* ABOUT THIS EXERCISE
Determine how many lines below hold the string "that". Reply with the number alone.

SUPPLIED RECORDS: Begin

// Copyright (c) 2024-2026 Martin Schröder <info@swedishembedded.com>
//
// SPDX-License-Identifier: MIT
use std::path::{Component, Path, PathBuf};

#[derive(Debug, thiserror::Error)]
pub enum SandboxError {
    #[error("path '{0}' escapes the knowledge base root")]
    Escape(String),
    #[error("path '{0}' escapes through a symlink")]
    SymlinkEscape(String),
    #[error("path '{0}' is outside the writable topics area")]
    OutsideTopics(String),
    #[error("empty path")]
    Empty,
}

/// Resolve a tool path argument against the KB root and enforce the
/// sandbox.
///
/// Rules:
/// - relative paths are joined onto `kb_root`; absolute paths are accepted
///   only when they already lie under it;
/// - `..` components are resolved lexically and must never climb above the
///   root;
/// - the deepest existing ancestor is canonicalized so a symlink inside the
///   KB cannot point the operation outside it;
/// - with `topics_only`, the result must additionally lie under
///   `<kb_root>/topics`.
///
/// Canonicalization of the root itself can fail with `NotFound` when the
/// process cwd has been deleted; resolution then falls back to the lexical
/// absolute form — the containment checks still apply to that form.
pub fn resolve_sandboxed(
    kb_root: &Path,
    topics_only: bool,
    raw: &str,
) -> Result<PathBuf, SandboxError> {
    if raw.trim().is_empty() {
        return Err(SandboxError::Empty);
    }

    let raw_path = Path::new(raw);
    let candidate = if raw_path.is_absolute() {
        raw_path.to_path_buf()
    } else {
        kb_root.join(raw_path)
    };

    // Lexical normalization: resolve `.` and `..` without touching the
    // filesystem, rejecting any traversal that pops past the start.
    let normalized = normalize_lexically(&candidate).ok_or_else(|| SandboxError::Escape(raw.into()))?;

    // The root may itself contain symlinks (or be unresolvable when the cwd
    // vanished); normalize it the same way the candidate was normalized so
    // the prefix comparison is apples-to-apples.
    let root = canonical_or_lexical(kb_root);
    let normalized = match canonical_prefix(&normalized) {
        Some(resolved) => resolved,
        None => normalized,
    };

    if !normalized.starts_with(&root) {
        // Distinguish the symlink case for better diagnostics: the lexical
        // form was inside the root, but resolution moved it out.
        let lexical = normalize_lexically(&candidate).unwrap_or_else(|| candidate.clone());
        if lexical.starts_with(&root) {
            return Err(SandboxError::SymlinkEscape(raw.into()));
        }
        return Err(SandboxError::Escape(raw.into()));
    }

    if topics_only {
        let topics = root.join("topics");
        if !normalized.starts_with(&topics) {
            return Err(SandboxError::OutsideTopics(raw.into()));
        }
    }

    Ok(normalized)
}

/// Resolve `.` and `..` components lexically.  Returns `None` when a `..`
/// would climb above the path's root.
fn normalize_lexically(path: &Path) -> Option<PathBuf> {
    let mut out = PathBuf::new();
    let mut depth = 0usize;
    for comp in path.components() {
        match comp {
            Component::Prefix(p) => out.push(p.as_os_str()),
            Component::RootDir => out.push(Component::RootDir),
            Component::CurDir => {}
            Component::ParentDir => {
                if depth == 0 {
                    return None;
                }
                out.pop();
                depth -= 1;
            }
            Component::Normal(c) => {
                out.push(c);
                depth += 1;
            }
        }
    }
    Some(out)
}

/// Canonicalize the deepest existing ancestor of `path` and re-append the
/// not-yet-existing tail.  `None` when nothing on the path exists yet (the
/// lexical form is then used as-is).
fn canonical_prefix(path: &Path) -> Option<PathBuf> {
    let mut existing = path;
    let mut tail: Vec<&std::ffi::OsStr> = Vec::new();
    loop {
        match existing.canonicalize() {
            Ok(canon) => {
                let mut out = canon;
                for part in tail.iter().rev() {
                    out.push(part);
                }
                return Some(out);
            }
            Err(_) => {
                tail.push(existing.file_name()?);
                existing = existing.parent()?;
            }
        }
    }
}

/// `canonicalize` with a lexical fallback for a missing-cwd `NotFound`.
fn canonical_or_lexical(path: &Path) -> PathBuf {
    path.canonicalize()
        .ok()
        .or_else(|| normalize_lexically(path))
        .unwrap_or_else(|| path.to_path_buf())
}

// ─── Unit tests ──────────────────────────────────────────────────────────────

SUPPLIED RECORDS: End

* EXERCISE RESPONSE
2